Nilai dan norma ini mengarahkan perilaku mereka. Norma pribadi adalah harapan pribadi bahwa ia akan melakukan berbagai perilaku tertentu, yang diperoleh dari nilai dan keyakinan pribadi. Kepatuhan terhadap norma subjektif dimotivasi oleh adanya reaksi dalam diri, yaitu evaluasi diri yang positif – yang diperoleh dari gambaran diri yang positif- dan bentuk-bentuk penghargaan diri lainnya serta menciptakan emosi positif sebagai akhir dari perilaku yang sesuai dengan norma; sedangkan evaluasi diri yang negatif, hukuman terhadap diri sendiri, dan emosi yang negatif, seperti rasa bersalah, akan menyimpang dari norma.
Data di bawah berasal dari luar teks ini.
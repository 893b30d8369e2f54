// Copyright (C) 2025 SyncMyOrders Sp. z o.o.
// SPDX-License-Identifier: AGPL-3.0-or-later
//! Configuration for mystack-controller.

use std::path::PathBuf;

use crate::cluster::DEFAULT_NAMESPACE_PREFIX;

/// Default field manager recorded on created Kubernetes objects.
pub const DEFAULT_FIELD_MANAGER: &str = "mystack-controller";

/// Controller configuration loaded from environment variables.
///
/// Loaded once at startup and passed explicitly to whatever needs it;
/// nothing reads the environment after that.
#[derive(Debug, Clone, PartialEq, Eq)]
pub struct Config {
    /// Prefix for per-user namespaces
    pub namespace_prefix: String,
    /// Delete already-created resources when a create fails
    pub rollback_on_failure: bool,
    /// Field manager name for Kubernetes writes
    pub field_manager: String,
    /// Explicit kubeconfig; in-cluster or default discovery when unset
    pub kubeconfig: Option<PathBuf>,
}

impl Default for Config {
    fn default() -> Self {
        Self {
            namespace_prefix: DEFAULT_NAMESPACE_PREFIX.to_string(),
            rollback_on_failure: true,
            field_manager: DEFAULT_FIELD_MANAGER.to_string(),
            kubeconfig: None,
        }
    }
}

impl Config {
    /// Load configuration from environment variables.
    pub fn from_env() -> Result<Self, ConfigError> {
        Self::from_lookup(|key| std::env::var(key).ok())
    }

    /// Load configuration through `lookup` instead of the process environment.
    pub fn from_lookup(lookup: impl Fn(&str) -> Option<String>) -> Result<Self, ConfigError> {
        let namespace_prefix = lookup("MYSTACK_NAMESPACE_PREFIX")
            .unwrap_or_else(|| DEFAULT_NAMESPACE_PREFIX.to_string());
        if !is_dns_label_prefix(&namespace_prefix) {
            return Err(ConfigError::InvalidNamespacePrefix(namespace_prefix));
        }

        let rollback_on_failure = match lookup("MYSTACK_ROLLBACK_ON_FAILURE") {
            None => true,
            Some(value) => parse_bool(&value).ok_or(ConfigError::InvalidBool {
                var: "MYSTACK_ROLLBACK_ON_FAILURE",
                value,
            })?,
        };

        let field_manager = lookup("MYSTACK_FIELD_MANAGER")
            .filter(|v| !v.is_empty())
            .unwrap_or_else(|| DEFAULT_FIELD_MANAGER.to_string());

        let kubeconfig = lookup("KUBECONFIG")
            .filter(|v| !v.is_empty())
            .map(PathBuf::from);

        Ok(Self {
            namespace_prefix,
            rollback_on_failure,
            field_manager,
            kubeconfig,
        })
    }
}

fn parse_bool(value: &str) -> Option<bool> {
    match value.trim().to_ascii_lowercase().as_str() {
        "true" | "1" | "yes" => Some(true),
        "false" | "0" | "no" => Some(false),
        _ => None,
    }
}

fn is_dns_label_prefix(prefix: &str) -> bool {
    !prefix.is_empty()
        && prefix.len() < 63
        && prefix
            .chars()
            .all(|c| c.is_ascii_lowercase() || c.is_ascii_digit() || c == '-')
        && !prefix.starts_with('-')
}

/// Configuration errors.
#[derive(Debug, thiserror::Error)]
pub enum ConfigError {
    /// The namespace prefix is not usable in a DNS label.
    #[error("Invalid namespace prefix: {0:?}")]
    InvalidNamespacePrefix(String),
    /// A boolean variable has an unrecognised value.
    #[error("Invalid boolean for {var}: {value:?}")]
    InvalidBool {
        /// Variable name.
        var: &'static str,
        /// Rejected value.
        value: String,
    },
}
3. Empati dan Identifikasi terhadap orang lain

Seolah-olah mengalami apa yang dirasakan orang lain, telah dianggap sebagai motivator berperilaku prososial. Baik mengalami atau mengetahui kesulitan orang lain dapat mendorong perilaku yang bertujuan mengurangi kesulitan tersebut. Menciptakan emosi positif orang lain dapat

mengarahkan pada perilaku yang akan meningkatkan kesejahteraan orang lain.

Mengambil peran dianggap mempunyai kesamaan dengan empati. Pengambilan peran afektif mengarah pada kemampuan dalam memahami perasaan orang lain. Bila seseorang mampu mengambil peran orang lain dan mampu memahami perasaan orang lain, maka orang tersebut akan mengalami perasaan tersebut secara bersamaan. Mengambil peran mungkin merupakan kondisi awal tetapi belum tentu mengalami empati atau tindakan yang sesuai nilai-nilai atau tujuan prososial. Ada beberapa level dalam mengambil peran. Dengan cara memasuki perasaannya, seseorang mungkin mengerti bahwa orang lain sedang mengalami kesulitan, kemudian menyadari perasaan orang lain dengan cara memahami secara terperinci dari pikiran dan perasaan yang terlibat.

Berdasarkan uraian diatas maka faktor-faktor yang mempengaruhi individu untuk berperilaku prososial bersumber dari dua faktor yaitu faktor dalam diri individu dan faktor dari luar individu. Faktor dalam diri individu seperti, kepribadian prososial, suasana hati atau emosi, nilai dan norma subjektif, dan empati.

Faktor dari luar individu seperti, kondisi lingkungan fisik, adanya orang lain (bystanders effect), dan karakteristik korban.